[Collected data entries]
★ ★ ★ ★ ★ ★ ★
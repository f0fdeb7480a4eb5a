//! CSV report files.
//!
//! One row per open port under a fixed `Port,Service,Status,Banner` header.
//! Fields are never quoted, so commas and line breaks are rewritten first.

use crate::error::{CliError, CliResult};
use crate::scanner::HostSweepOutcome;
use std::fs::File;
use std::net::Ipv4Addr;
use std::path::{Path, PathBuf};
use tracing::warn;

const HEADER: [&str; 4] = ["Port", "Service", "Status", "Banner"];

/// Replace `,` with `;` and line breaks with spaces.
pub fn sanitize_field(field: &str) -> String {
    field
        .chars()
        .map(|c| match c {
            ',' => ';',
            '\n' | '\r' => ' ',
            other => other,
        })
        .collect()
}

/// `out.csv` becomes `out_10.0.0.5.csv` for per-host reports of a network sweep.
pub fn csv_path_for_host(path: &Path, host: Ipv4Addr) -> PathBuf {
    let stem = path
        .file_stem()
        .map(|s| s.to_string_lossy().into_owned())
        .unwrap_or_else(|| "results".to_string());
    let name = match path.extension() {
        Some(ext) => format!("{}_{}.{}", stem, host, ext.to_string_lossy()),
        None => format!("{}_{}", stem, host),
    };
    path.with_file_name(name)
}

/// Write the open ports of `outcome` to `path`, sorted by port.
///
/// The parent directory must already exist.
pub fn write_csv(path: &Path, outcome: &HostSweepOutcome) -> CliResult<()> {
    let failed = |reason: String| CliError::OutputFailed {
        path: path.to_path_buf(),
        reason,
    };

    let file = File::create(path).map_err(|e| failed(e.to_string()))?;
    let mut wtr = csv::WriterBuilder::new()
        .quote_style(csv::QuoteStyle::Never)
        .from_writer(file);

    wtr.write_record(HEADER).map_err(|e| failed(e.to_string()))?;
    for open in outcome.open_by_port() {
        wtr.write_record([
            open.port.to_string(),
            sanitize_field(&open.service),
            open.status().to_string(),
            sanitize_field(&open.banner),
        ])
        .map_err(|e| failed(e.to_string()))?;
    }
    wtr.flush().map_err(|e| failed(e.to_string()))?;
    Ok(())
}

/// Write one report per host next to `path`.
///
/// A failed file does not stop the others. Returns the number written and
/// the failures.
pub fn write_host_csvs(path: &Path, outcomes: &[HostSweepOutcome]) -> (usize, Vec<CliError>) {
    let mut written = 0;
    let mut failures = Vec::new();
    for outcome in outcomes {
        let host_path = csv_path_for_host(path, outcome.host);
        match write_csv(&host_path, outcome) {
            Ok(()) => written += 1,
            Err(e) => {
                warn!(host = %outcome.host, error = %e, "csv report not written");
                failures.push(e);
            }
        }
    }
    (written, failures)
}

#[cfg(test)]
mod tests {
    use super::*;
    use crate::scanner::OpenPort;
    use crate::types::{Port, PortRange};
    use std::fs;

    fn outcome() -> HostSweepOutcome {
        let range = PortRange::from_bounds(1, 100).unwrap();
        let mut outcome = HostSweepOutcome::new(Ipv4Addr::LOCALHOST, range);
        outcome.open.push(OpenPort::new(
            Port::new(80).unwrap(),
            "http",
            "HTTP/1.1 200 OK\r\nServer: a,b",
        ));
        outcome
            .open
            .push(OpenPort::new(Port::new(22).unwrap(), "ssh", "SSH-2.0-OpenSSH_9.6"));
        outcome
    }

    #[test]
    fn test_sanitize_field() {
        assert_eq!(sanitize_field("a,b\nc\rd"), "a;b c d");
        assert_eq!(sanitize_field("plain"), "plain");
    }

    #[test]
    fn test_write_csv() {
        let dir = tempfile::tempdir().unwrap();
        let path = dir.path().join("out.csv");
        write_csv(&path, &outcome()).unwrap();

        let content = fs::read_to_string(&path).unwrap();
        let lines: Vec<&str> = content.lines().collect();
        assert_eq!(
            lines,
            vec![
                "Port,Service,Status,Banner",
                "22,ssh,Open,SSH-2.0-OpenSSH_9.6",
                "80,http,Open,HTTP/1.1 200 OK  Server: a;b",
            ]
        );
    }

    #[test]
    fn test_header_only_when_nothing_open() {
        let dir = tempfile::tempdir().unwrap();
        let path = dir.path().join("empty.csv");
        let range = PortRange::from_bounds(1, 10).unwrap();
        write_csv(&path, &HostSweepOutcome::new(Ipv4Addr::LOCALHOST, range)).unwrap();
        assert_eq!(fs::read_to_string(&path).unwrap().trim_end(), "Port,Service,Status,Banner");
    }

    #[test]
    fn test_missing_directory_fails() {
        let dir = tempfile::tempdir().unwrap();
        let path = dir.path().join("nope").join("out.csv");
        assert!(matches!(
            write_csv(&path, &outcome()),
            Err(CliError::OutputFailed { .. })
        ));
    }

    #[test]
    fn test_one_unwritable_host_does_not_block_others() {
        let dir = tempfile::tempdir().unwrap();
        let path = dir.path().join("out.csv");
        let range = PortRange::from_bounds(1, 10).unwrap();
        let outcomes: Vec<HostSweepOutcome> = (1..=3)
            .map(|i| HostSweepOutcome::new(Ipv4Addr::new(10, 0, 0, i), range))
            .collect();

        // A directory where the first host's file should go
        fs::create_dir(dir.path().join("out_10.0.0.1.csv")).unwrap();

        let (written, failures) = write_host_csvs(&path, &outcomes);
        assert_eq!(written, 2);
        assert_eq!(failures.len(), 1);
        assert!(matches!(failures[0], CliError::OutputFailed { .. }));
        assert!(dir.path().join("out_10.0.0.2.csv").is_file());
        assert!(dir.path().join("out_10.0.0.3.csv").is_file());
    }

    #[test]
    fn test_csv_path_for_host() {
        let host = Ipv4Addr::new(10, 0, 0, 5);
        assert_eq!(
            csv_path_for_host(Path::new("/tmp/out.csv"), host),
            PathBuf::from("/tmp/out_10.0.0.5.csv")
        );
        assert_eq!(
            csv_path_for_host(Path::new("report"), host),
            PathBuf::from("report_10.0.0.5")
        );
    }
}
★ ★ ★ ★ ★ ★ ★
-- Problem to work on --
Where does "crate" appear in the records above? Copy each line that holds it.

-- Final answer --
use crate::error::{CliError, CliResult};
use crate::scanner::HostSweepOutcome;
    use crate::scanner::OpenPort;
    use crate::types::{Port, PortRange};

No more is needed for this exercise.